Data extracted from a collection
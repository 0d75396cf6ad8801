//! Phase router: decides which backend a node or edge's current phase maps
//! to, and enqueues the write/delete/migrate effect that keeps the
//! durable/volatile tiers in sync with in-memory state.

use super::Inner;
use crate::backends::StorageBackend;
use crate::model::{Edge, EdgeKey, Node, Phase};
use crate::writer::{EffectKey, EffectOp};
use std::sync::Arc;

/// The backend a phase currently routes to, or `None` for Gas (memory-only).
pub(crate) fn backend_for(inner: &Inner, phase: Phase) -> Option<Arc<dyn StorageBackend>> {
    match phase {
        Phase::Ice => Some(inner.ice.clone()),
        Phase::Water => Some(inner.water.clone()),
        Phase::Gas => None,
    }
}

/// Every backend a node/edge could currently be persisted in. A delete
/// targets all of them (not just the phase it last routed to) so that it
/// cannot be silently coalesced over a still-queued migration and strand
/// that migration's old-backend delete half - see `writer::effect`.
fn all_backends(inner: &Inner) -> Vec<Arc<dyn StorageBackend>> {
    vec![inner.ice.clone(), inner.water.clone()]
}

/// Routes a node write: enqueues a write, a migration, or nothing at all
/// depending on whether `prior_phase` differs from `node.state` and whether
/// either end has a backing store.
///
/// `prior_phase` is `None` for a brand-new node.
pub(crate) fn route_node_write(inner: &Inner, node: &Node, prior_phase: Option<Phase>) {
    if !inner.config.persistence_enabled {
        return;
    }
    let new_backend = backend_for(inner, node.state);
    let old_backend = prior_phase.and_then(|p| backend_for(inner, p));

    let key = EffectKey::Node(node.key());
    match (old_backend, new_backend) {
        (None, None) => {}
        (None, Some(new_backend)) => inner.writer.submit(
            key,
            EffectOp::WriteNode {
                node: node.clone(),
                backend: new_backend,
            },
        ),
        (Some(_old_backend), None) => inner.writer.submit(
            key,
            EffectOp::DeleteNode {
                id: node.id.clone(),
                backends: all_backends(inner),
            },
        ),
        (Some(old_backend), Some(new_backend)) => {
            if Arc::ptr_eq(&old_backend, &new_backend) {
                inner.writer.submit(
                    key,
                    EffectOp::WriteNode {
                        node: node.clone(),
                        backend: new_backend,
                    },
                );
            } else {
                inner.metrics.record_migration();
                inner.writer.submit(
                    key,
                    EffectOp::MigrateNode {
                        node: node.clone(),
                        new_backend,
                        old_backend,
                    },
                );
            }
        }
    }
}

/// Routes a node delete: enqueues a delete against every backend the node
/// could currently live in (if it has ever been persisted at all).
pub(crate) fn route_node_delete(inner: &Inner, id: &str, prior_phase: Option<Phase>) {
    if !inner.config.persistence_enabled {
        return;
    }
    if prior_phase.and_then(|p| backend_for(inner, p)).is_none() {
        return;
    }
    inner.writer.submit(
        EffectKey::Node(crate::model::normalize_key(id)),
        EffectOp::DeleteNode {
            id: id.to_string(),
            backends: all_backends(inner),
        },
    );
}

/// Routes an edge write using its already-computed `derived_state`.
pub(crate) fn route_edge_write(inner: &Inner, edge: &Edge, prior_phase: Option<Phase>) {
    if !inner.config.persistence_enabled {
        return;
    }
    let new_backend = backend_for(inner, edge.derived_state);
    let old_backend = prior_phase.and_then(|p| backend_for(inner, p));

    let key = EffectKey::Edge(edge.key());
    match (old_backend, new_backend) {
        (None, None) => {}
        (None, Some(new_backend)) => inner.writer.submit(
            key,
            EffectOp::WriteEdge {
                edge: edge.clone(),
                backend: new_backend,
            },
        ),
        (Some(_old_backend), None) => inner.writer.submit(
            key,
            EffectOp::DeleteEdge {
                key: edge.key(),
                backends: all_backends(inner),
            },
        ),
        (Some(old_backend), Some(new_backend)) => {
            if Arc::ptr_eq(&old_backend, &new_backend) {
                inner.writer.submit(
                    key,
                    EffectOp::WriteEdge {
                        edge: edge.clone(),
                        backend: new_backend,
                    },
                );
            } else {
                inner.metrics.record_migration();
                inner.writer.submit(
                    key,
                    EffectOp::MigrateEdge {
                        edge: edge.clone(),
                        new_backend,
                        old_backend,
                    },
                );
            }
        }
    }
}

pub(crate) fn route_edge_delete(inner: &Inner, key: &EdgeKey, prior_phase: Option<Phase>) {
    if !inner.config.persistence_enabled {
        return;
    }
    if prior_phase.and_then(|p| backend_for(inner, p)).is_none() {
        return;
    }
    inner.writer.submit(
        EffectKey::Edge(key.clone()),
        EffectOp::DeleteEdge {
            key: key.clone(),
            backends: all_backends(inner),
        },
    );
}
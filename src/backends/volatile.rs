//! Volatile (Water) backend: an in-memory store with optional per-entry TTL.
//!
//! Being in-memory, a fresh process always gets a fresh, empty
//! `VolatileBackend`. The hydrator still calls [`VolatileBackend::purge`]
//! at startup, since a future backend variant (e.g. an embedded-SQLite
//! Water tier) might persist across restarts where this one does not.

use super::{BackendStats, EdgeFilter, NodeFilter, StorageBackend};
use crate::error::Result;
use crate::model::{normalize_key, Edge, EdgeKey, Node};
use async_trait::async_trait;
use parking_lot::RwLock;
use std::collections::HashMap;
use std::time::{Instant, SystemTime};

struct Entry<T> {
    value: T,
    expires_at: Option<Instant>,
}

pub struct VolatileBackend {
    nodes: RwLock<HashMap<String, Entry<Node>>>,
    edges: RwLock<HashMap<EdgeKey, Entry<Edge>>>,
    last_updated: RwLock<Option<SystemTime>>,
    default_ttl: Option<std::time::Duration>,
}

impl VolatileBackend {
    pub fn new() -> Self {
        Self {
            nodes: RwLock::new(HashMap::new()),
            edges: RwLock::new(HashMap::new()),
            last_updated: RwLock::new(None),
            default_ttl: None,
        }
    }

    pub fn with_default_ttl(ttl: std::time::Duration) -> Self {
        Self {
            default_ttl: Some(ttl),
            ..Self::new()
        }
    }

    /// Clears all entries. The hydrator calls this at startup so Water
    /// never outlives a process restart, regardless of backend
    /// implementation.
    pub fn purge(&self) {
        self.nodes.write().clear();
        self.edges.write().clear();
    }

    fn is_live<T>(entry: &Entry<T>) -> bool {
        entry.expires_at.map(|at| Instant::now() < at).unwrap_or(true)
    }

    fn touch(&self) {
        *self.last_updated.write() = Some(SystemTime::now());
    }
}

impl Default for VolatileBackend {
    fn default() -> Self {
        Self::new()
    }
}

#[async_trait]
impl StorageBackend for VolatileBackend {
    async fn put_node(&self, node: &Node) -> Result<()> {
        let expires_at = self.default_ttl.map(|d| Instant::now() + d);
        self.nodes.write().insert(
            normalize_key(&node.id),
            Entry {
                value: node.clone(),
                expires_at,
            },
        );
        self.touch();
        Ok(())
    }

    async fn delete_node(&self, id: &str) -> Result<()> {
        self.nodes.write().remove(&normalize_key(id));
        Ok(())
    }

    async fn get_node(&self, id: &str) -> Result<Option<Node>> {
        let map = self.nodes.read();
        Ok(map
            .get(&normalize_key(id))
            .filter(|e| Self::is_live(e))
            .map(|e| e.value.clone()))
    }

    async fn scan_nodes(&self, filter: &NodeFilter) -> Result<Vec<Node>> {
        let map = self.nodes.read();
        Ok(map
            .values()
            .filter(|e| Self::is_live(e))
            .map(|e| &e.value)
            .filter(|n| filter.type_id.as_deref().map(|t| t == n.type_id).unwrap_or(true))
            .cloned()
            .collect())
    }

    async fn put_edge(&self, edge: &Edge) -> Result<()> {
        let expires_at = self.default_ttl.map(|d| Instant::now() + d);
        self.edges.write().insert(
            edge.key(),
            Entry {
                value: edge.clone(),
                expires_at,
            },
        );
        self.touch();
        Ok(())
    }

    async fn delete_edge(&self, key: &EdgeKey) -> Result<()> {
        self.edges.write().remove(key);
        Ok(())
    }

    async fn scan_edges(&self, filter: &EdgeFilter) -> Result<Vec<Edge>> {
        let map = self.edges.read();
        Ok(map
            .values()
            .filter(|e| Self::is_live(e))
            .map(|e| &e.value)
            .filter(|e| {
                filter
                    .from_id
                    .as_deref()
                    .map(|f| normalize_key(f) == normalize_key(&e.from_id))
                    .unwrap_or(true)
                    && filter
                        .to_id
                        .as_deref()
                        .map(|t| normalize_key(t) == normalize_key(&e.to_id))
                        .unwrap_or(true)
            })
            .cloned()
            .collect())
    }

    async fn stats(&self) -> Result<BackendStats> {
        Ok(BackendStats {
            node_count: self.nodes.read().len() as u64,
            edge_count: self.edges.read().len() as u64,
            bytes: 0,
            last_updated: *self.last_updated.read(),
            backend_tag: "in-memory",
        })
    }

    async fn available(&self) -> bool {
        true
    }

    async fn purge(&self) -> Result<()> {
        self.purge();
        Ok(())
    }

    fn tag(&self) -> &'static str {
        "in-memory"
    }
}

#[cfg(test)]
mod tests {
    use super::*;
    use crate::model::{Node, Phase};

    #[tokio::test]
    async fn purge_clears_everything() {
        let backend = VolatileBackend::new();
        backend
            .put_node(&Node::new("a", "t", Phase::Water))
            .await
            .unwrap();
        assert_eq!(backend.stats().await.unwrap().node_count, 1);
        backend.purge();
        assert_eq!(backend.stats().await.unwrap().node_count, 0);
    }

    #[tokio::test]
    async fn ttl_expiry_hides_entries() {
        let backend = VolatileBackend::with_default_ttl(std::time::Duration::from_millis(10));
        backend
            .put_node(&Node::new("a", "t", Phase::Water))
            .await
            .unwrap();
        assert!(backend.get_node("a").await.unwrap().is_some());
        tokio::time::sleep(std::time::Duration::from_millis(30)).await;
        assert!(backend.get_node("a").await.unwrap().is_none());
    }
}
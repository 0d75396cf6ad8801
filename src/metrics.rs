//! Lifecycle counters for the registry, writer, and content adapters.

use parking_lot::RwLock;
use std::sync::atomic::{AtomicU64, Ordering};
use std::time::SystemTime;

#[derive(Debug, Default)]
pub struct PerformanceMetrics {
    pub upserts: AtomicU64,
    pub deletes: AtomicU64,
    pub migrations: AtomicU64,
    pub adapter_cache_hits: AtomicU64,
    pub adapter_cache_misses: AtomicU64,
    pub writer_effects_completed: AtomicU64,
    pub writer_effects_retried: AtomicU64,
    pub writer_effects_failed: AtomicU64,
    last_updated: RwLock<Option<SystemTime>>,
}

impl PerformanceMetrics {
    pub fn new() -> Self {
        Self::default()
    }

    pub fn record_upsert(&self) {
        self.upserts.fetch_add(1, Ordering::Relaxed);
    }

    pub fn record_delete(&self) {
        self.deletes.fetch_add(1, Ordering::Relaxed);
    }

    pub fn record_migration(&self) {
        self.migrations.fetch_add(1, Ordering::Relaxed);
    }

    pub fn record_adapter_cache_hit(&self) {
        self.adapter_cache_hits.fetch_add(1, Ordering::Relaxed);
    }

    pub fn record_adapter_cache_miss(&self) {
        self.adapter_cache_misses.fetch_add(1, Ordering::Relaxed);
    }

    /// Called by the async writer on every successful backend write; this is
    /// the wall-clock source for `stats().lastUpdated` (Open Question (b)).
    pub fn record_write_completed(&self) {
        self.writer_effects_completed.fetch_add(1, Ordering::Relaxed);
        *self.last_updated.write() = Some(SystemTime::now());
    }

    pub fn record_write_retried(&self) {
        self.writer_effects_retried.fetch_add(1, Ordering::Relaxed);
    }

    pub fn record_write_failed(&self) {
        self.writer_effects_failed.fetch_add(1, Ordering::Relaxed);
    }

    pub fn last_updated(&self) -> Option<SystemTime> {
        *self.last_updated.read()
    }

    pub fn cache_hit_rate(&self) -> f64 {
        let hits = self.adapter_cache_hits.load(Ordering::Relaxed);
        let misses = self.adapter_cache_misses.load(Ordering::Relaxed);
        let total = hits + misses;
        if total == 0 {
            0.0
        } else {
            hits as f64 / total as f64
        }
    }
}
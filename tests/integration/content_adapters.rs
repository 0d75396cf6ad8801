//! Exercises content resolution, cache-key priority, unknown schemes left
//! unresolved, and the content-resolution cache staying referentially
//! transparent within one process lifetime.

use codex_core::{Config, ContentRef, Node, NodeRegistry, Phase};
use sha2::Digest;

async fn in_memory_registry() -> NodeRegistry {
    let (registry, _watcher) = NodeRegistry::initialize(Config::testing()).await.unwrap();
    registry
}

#[tokio::test]
async fn file_scheme_resolves_bytes_and_hashes() {
    let registry = in_memory_registry().await;
    let dir = tempfile::tempdir().unwrap();
    let path = dir.path().join("greeting.txt");
    tokio::fs::write(&path, b"hello\n").await.unwrap();

    let mut node = Node::new("n1", "t", Phase::Gas);
    node.content = Some(ContentRef::external("text/plain", format!("file://{}", path.display())));
    registry.upsert_node(node).await.unwrap();

    let found = registry.try_get_node("n1").unwrap();
    let content = found.content.unwrap();
    assert_eq!(content.inline_bytes.as_deref(), Some(&b"hello\n"[..]));

    let mut hasher = sha2::Sha256::new();
    hasher.update(b"hello\n");
    assert_eq!(content.cache_key, Some(hex::encode(hasher.finalize())));
}

#[tokio::test]
async fn unknown_scheme_is_left_unresolved_without_error() {
    let registry = in_memory_registry().await;
    let mut node = Node::new("n2", "t", Phase::Gas);
    node.content = Some(ContentRef::external("application/x-custom", "ftp://example.com/thing"));
    registry.upsert_node(node).await.unwrap();

    let found = registry.try_get_node("n2").unwrap();
    let content = found.content.unwrap();
    assert!(content.inline_bytes.is_none());
    assert!(content.inline_json.is_none());
    // cacheKey still falls back to the URI bytes, the lowest-priority input.
    let mut hasher = sha2::Sha256::new();
    hasher.update(b"ftp://example.com/thing");
    assert_eq!(content.cache_key, Some(hex::encode(hasher.finalize())));
}

#[tokio::test]
async fn missing_file_admits_node_with_cache_key_unset() {
    let registry = in_memory_registry().await;
    let mut node = Node::new("n3", "t", Phase::Gas);
    node.content = Some(ContentRef::external("text/plain", "file:///does/not/exist"));
    registry.upsert_node(node).await.unwrap();

    let found = registry.try_get_node("n3").unwrap();
    let content = found.content.unwrap();
    assert!(content.inline_bytes.is_none());
    assert!(content.cache_key.is_none());
    assert_eq!(content.external_uri.as_deref(), Some("file:///does/not/exist"));
}

#[tokio::test]
async fn external_uri_is_retained_for_provenance_after_resolution() {
    let registry = in_memory_registry().await;
    let dir = tempfile::tempdir().unwrap();
    let path = dir.path().join("doc.txt");
    tokio::fs::write(&path, b"payload").await.unwrap();
    let uri = format!("file://{}", path.display());

    let mut node = Node::new("n4", "t", Phase::Gas);
    node.content = Some(ContentRef::external("text/plain", uri.clone()));
    registry.upsert_node(node).await.unwrap();

    let found = registry.try_get_node("n4").unwrap();
    let content = found.content.unwrap();
    assert_eq!(content.external_uri.as_deref(), Some(uri.as_str()));
    assert!(content.inline_bytes.is_some());
}

#[tokio::test]
async fn adapter_cache_hits_on_second_resolution_of_same_uri() {
    let registry = in_memory_registry().await;
    let dir = tempfile::tempdir().unwrap();
    let path = dir.path().join("cached.txt");
    tokio::fs::write(&path, b"cached-bytes").await.unwrap();
    let uri = format!("file://{}", path.display());

    let mut first = Node::new("n5", "t", Phase::Gas);
    first.content = Some(ContentRef::external("text/plain", uri.clone()));
    registry.upsert_node(first).await.unwrap();

    let mut second = Node::new("n6", "t", Phase::Gas);
    second.content = Some(ContentRef::external("text/plain", uri.clone()));
    registry.upsert_node(second).await.unwrap();

    let metrics = registry.metrics();
    assert_eq!(metrics.adapter_cache_misses.load(std::sync::atomic::Ordering::Relaxed), 1);
    assert_eq!(metrics.adapter_cache_hits.load(std::sync::atomic::Ordering::Relaxed), 1);
}
//! Crate-wide error taxonomy.
//!
//! Synchronous registry operations only ever fail with [`CodexError::InvalidInput`];
//! every other kind is recovered locally (retried, skipped, or logged) by the
//! subsystem that encountered it and never unwinds into a caller's in-memory write.

use std::io;
use std::sync::{Mutex, MutexGuard};
use thiserror::Error;
use tracing::error;

pub type Result<T> = std::result::Result<T, CodexError>;

#[derive(Debug, Error)]
pub enum CodexError {
    #[error("I/O error: {0}")]
    Io(#[from] io::Error),

    #[error("invalid input: {0}")]
    InvalidInput(String),

    #[error("backend unavailable: {0}")]
    BackendUnavailable(String),

    #[error("backend corrupt: {0}")]
    BackendCorrupt(String),

    #[error("content adapter failed: {0}")]
    AdapterFailure(String),

    #[error("operation cancelled")]
    Cancelled,

    #[error("serialization error: {0}")]
    Serialization(String),
}

impl From<rusqlite::Error> for CodexError {
    fn from(e: rusqlite::Error) -> Self {
        CodexError::BackendUnavailable(e.to_string())
    }
}

impl From<serde_json::Error> for CodexError {
    fn from(e: serde_json::Error) -> Self {
        CodexError::Serialization(e.to_string())
    }
}

/// Acquire a `std::sync::Mutex`, treating poisoning as fatal corruption.
///
/// Most interior mutability in this crate uses `parking_lot`, which does not
/// poison; this helper exists for the handful of `std::sync::Mutex` uses
/// (e.g. around a raw `rusqlite::Connection`) where poisoning is possible.
pub fn acquire_lock<T>(mutex: &Mutex<T>) -> Result<MutexGuard<'_, T>> {
    mutex.lock().map_err(|_| {
        error!("lock poisoned - fatal error");
        CodexError::BackendCorrupt("lock poisoned".into())
    })
}
//! Read-only operator CLI for the Living Codex registry.
//!
//! This binary never mutates the durable tier - every subcommand opens the
//! registry, hydrates it, reports, and exits.

use clap::{Parser, Subcommand};
use codex_core::{Config, IceStorageType, NodeRegistry, Phase, META_TYPE_TYPE_ID};
use std::process::ExitCode;

#[derive(Parser, Debug)]
#[command(
    name = "codex-admin",
    version,
    about = "Read-only inspection CLI for the Living Codex registry"
)]
struct Cli {
    /// Path or connection string for the durable (Ice) backend.
    #[arg(long, global = true, default_value = "codex_ice.db3")]
    ice_connection_string: String,

    /// Durable backend flavor.
    #[arg(long, global = true, value_enum, default_value_t = IceStorageTypeArg::Sqlite)]
    ice_storage_type: IceStorageTypeArg,

    #[command(subcommand)]
    command: Command,
}

#[derive(clap::ValueEnum, Clone, Copy, Debug)]
enum IceStorageTypeArg {
    Sqlite,
    Postgresql,
}

#[derive(Subcommand, Debug)]
enum Command {
    /// Print aggregate node/edge counts by phase and writer queue depth.
    Stats,
    /// Check tier alignment and type invariance over the current durable
    /// snapshot; reports violations without mutating anything.
    Verify,
    /// Run the hydrator against the given durable backend and report timing.
    HydrateCheck,
    /// Print the aggregate health rollup (writer queue, backend
    /// availability, writer failures).
    Health,
}

fn build_config(cli: &Cli) -> Config {
    Config {
        ice_storage_type: match cli.ice_storage_type {
            IceStorageTypeArg::Sqlite => IceStorageType::Sqlite,
            IceStorageTypeArg::Postgresql => IceStorageType::Postgresql,
        },
        ice_connection_string: cli.ice_connection_string.clone(),
        ..Config::default()
    }
}

async fn run() -> codex_core::Result<()> {
    let cli = Cli::parse();
    let config = build_config(&cli);

    match cli.command {
        Command::Stats => cmd_stats(config).await,
        Command::Verify => cmd_verify(config).await,
        Command::HydrateCheck => cmd_hydrate_check(config).await,
        Command::Health => cmd_health(config).await,
    }
}

async fn cmd_health(config: Config) -> codex_core::Result<()> {
    let (registry, _watcher) = NodeRegistry::initialize(config).await?;
    let health = registry.health_check().await;
    println!("── Living Codex registry health ──");
    println!("  overall: {:?}", health.status);
    for check in &health.checks {
        println!("  - {check:?}");
    }
    if !health.is_healthy() {
        std::process::exit(1);
    }
    Ok(())
}

async fn cmd_stats(config: Config) -> codex_core::Result<()> {
    let (registry, _watcher) = NodeRegistry::initialize(config).await?;
    let stats = registry.stats();

    println!("── Living Codex registry stats ──");
    println!("  nodes total ..... {}", stats.node_count);
    println!("  edges total ..... {}", stats.edge_count);
    for phase in [Phase::Ice, Phase::Water, Phase::Gas] {
        println!(
            "  nodes[{:<5}] ... {}",
            phase.as_str(),
            stats.nodes_by_phase.get(&phase).copied().unwrap_or(0)
        );
    }
    for phase in [Phase::Ice, Phase::Water, Phase::Gas] {
        println!(
            "  edges[{:<5}] ... {}",
            phase.as_str(),
            stats.edges_by_phase.get(&phase).copied().unwrap_or(0)
        );
    }
    println!("  writer queue depth ... {}", stats.writer_queue_depth);
    println!("  last write completed ... {}", format_timestamp(stats.last_write_completed));
    Ok(())
}

/// Renders a `stats().lastUpdated` timestamp as RFC 3339, the wire format
/// this crate's HTTP-facing consumers expect from a JSON timestamp field.
fn format_timestamp(t: Option<std::time::SystemTime>) -> String {
    match t {
        Some(t) => time::OffsetDateTime::from(t)
            .format(&time::format_description::well_known::Rfc3339)
            .unwrap_or_else(|_| "(unformattable timestamp)".to_string()),
        None => "(none yet)".to_string(),
    }
}

/// Checks that every `typeId` has a `codex.meta/type` meta-node and that
/// every edge's `derivedState` matches its endpoints' current phases, over
/// the in-memory snapshot after hydration. Prints each violation found;
/// exits non-zero if any exist.
async fn cmd_verify(config: Config) -> codex_core::Result<()> {
    let (registry, _watcher) = NodeRegistry::initialize(config).await?;
    let mut violations = Vec::new();

    for node in registry.all_nodes() {
        if node.type_id == META_TYPE_TYPE_ID {
            continue;
        }
        if registry.try_get_node(&node.type_id).is_none() {
            violations.push(format!(
                "node '{}' has typeId '{}' with no codex.meta/type meta-node",
                node.id, node.type_id
            ));
        }
    }

    for edge in registry.all_edges() {
        let from = registry.try_get_node(&edge.from_id);
        let to = registry.try_get_node(&edge.to_id);
        let expected = codex_core::derive_edge_phase(from.map(|n| n.state), to.map(|n| n.state));
        if edge.derived_state != expected {
            violations.push(format!(
                "edge '{}--{}-->{}' derivedState {:?} does not match recomputed {:?}",
                edge.from_id, edge.role, edge.to_id, edge.derived_state, expected
            ));
        }
    }

    if violations.is_empty() {
        println!("✓ no violations found ({} nodes, {} edges checked)", registry.all_nodes().len(), registry.all_edges().len());
    } else {
        println!("✗ found {} violation(s):", violations.len());
        for v in &violations {
            println!("  - {v}");
        }
        std::process::exit(1);
    }
    Ok(())
}

async fn cmd_hydrate_check(config: Config) -> codex_core::Result<()> {
    let started = std::time::Instant::now();
    let (registry, _watcher) = NodeRegistry::initialize(config).await?;
    let elapsed = started.elapsed();
    let stats = registry.stats();
    println!("hydration completed in {elapsed:?}");
    println!("  nodes loaded ... {}", stats.node_count);
    println!("  edges loaded ... {}", stats.edge_count);
    Ok(())
}

#[tokio::main]
async fn main() -> ExitCode {
    match run().await {
        Ok(()) => ExitCode::SUCCESS,
        Err(e) => {
            eprintln!("error: {e}");
            ExitCode::FAILURE
        }
    }
}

== Exercise aim ==
Please return the lines above that run from the line containing "edge.to_id, edge.derived_state, expected" to the line containing "#[tokio::main]", inclusive, exactly and with no other lines.

== Result below ==
                edge.from_id, edge.role, edge.to_id, edge.derived_state, expected
            ));
        }
    }

    if violations.is_empty() {
        println!("✓ no violations found ({} nodes, {} edges checked)", registry.all_nodes().len(), registry.all_edges().len());
    } else {
        println!("✗ found {} violation(s):", violations.len());
        for v in &violations {
            println!("  - {v}");
        }
        std::process::exit(1);
    }
    Ok(())
}

async fn cmd_hydrate_check(config: Config) -> codex_core::Result<()> {
    let started = std::time::Instant::now();
    let (registry, _watcher) = NodeRegistry::initialize(config).await?;
    let elapsed = started.elapsed();
    let stats = registry.stats();
    println!("hydration completed in {elapsed:?}");
    println!("  nodes loaded ... {}", stats.node_count);
    println!("  edges loaded ... {}", stats.edge_count);
    Ok(())
}

#[tokio::main]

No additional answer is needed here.